## What needs to be done
When the string "bytes" appears in a line of the records, show the whole line.

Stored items
--- START ---
use base64::Engine;
use base64::engine::general_purpose::STANDARD;
use rsa::RsaPublicKey;
use rsa::pkcs1v15::{Signature, SigningKey, VerifyingKey};
use rsa::signature::{SignatureEncoding, Signer, Verifier};
use sha2::Sha256;

use super::key::{KeyError, KeyMaterial};
use super::signer::PayloadSigner;

/// RSA PKCS#1 v1.5 signer with SHA-256 digest.
///
/// PKCS#1 v1.5 padding is deterministic, so the same key and payload always
/// produce the same signature.
pub struct RsaSigner {
    signing_key: SigningKey<Sha256>,
}

impl RsaSigner {
    pub fn new(key: &KeyMaterial) -> Self {
        let signing_key = SigningKey::<Sha256>::new(key.as_rsa().clone());
        Self { signing_key }
    }
}

impl PayloadSigner for RsaSigner {
    fn sign(&self, payload: &[u8]) -> Result<Vec<u8>, KeyError> {
        let signature = self
            .signing_key
            .try_sign(payload)
            .map_err(|e| KeyError::Signing(e.to_string()))?;
        Ok(signature.to_vec())
    }

    fn algorithm(&self) -> &str {
        "rsa-sha256"
    }
}

/// Signs `payload` and returns the base64 signature.
pub fn sign(key: &KeyMaterial, payload: &[u8]) -> Result<String, KeyError> {
    RsaSigner::new(key).sign_base64(payload)
}

/// Checks a base64 signature over `payload` against `public_key`.
pub fn verify(public_key: &RsaPublicKey, payload: &[u8], signature: &str) -> Result<(), KeyError> {
    let bytes = STANDARD
        .decode(signature.trim())
        .map_err(|e| KeyError::Verification(format!("signature is not base64: {e}")))?;
    let signature = Signature::try_from(bytes.as_slice())
        .map_err(|e| KeyError::Verification(e.to_string()))?;
    VerifyingKey::<Sha256>::new(public_key.clone())
        .verify(payload, &signature)
        .map_err(|e| KeyError::Verification(e.to_string()))
}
--- END ---
## Response
    let bytes = STANDARD
    let signature = Signature::try_from(bytes.as_slice())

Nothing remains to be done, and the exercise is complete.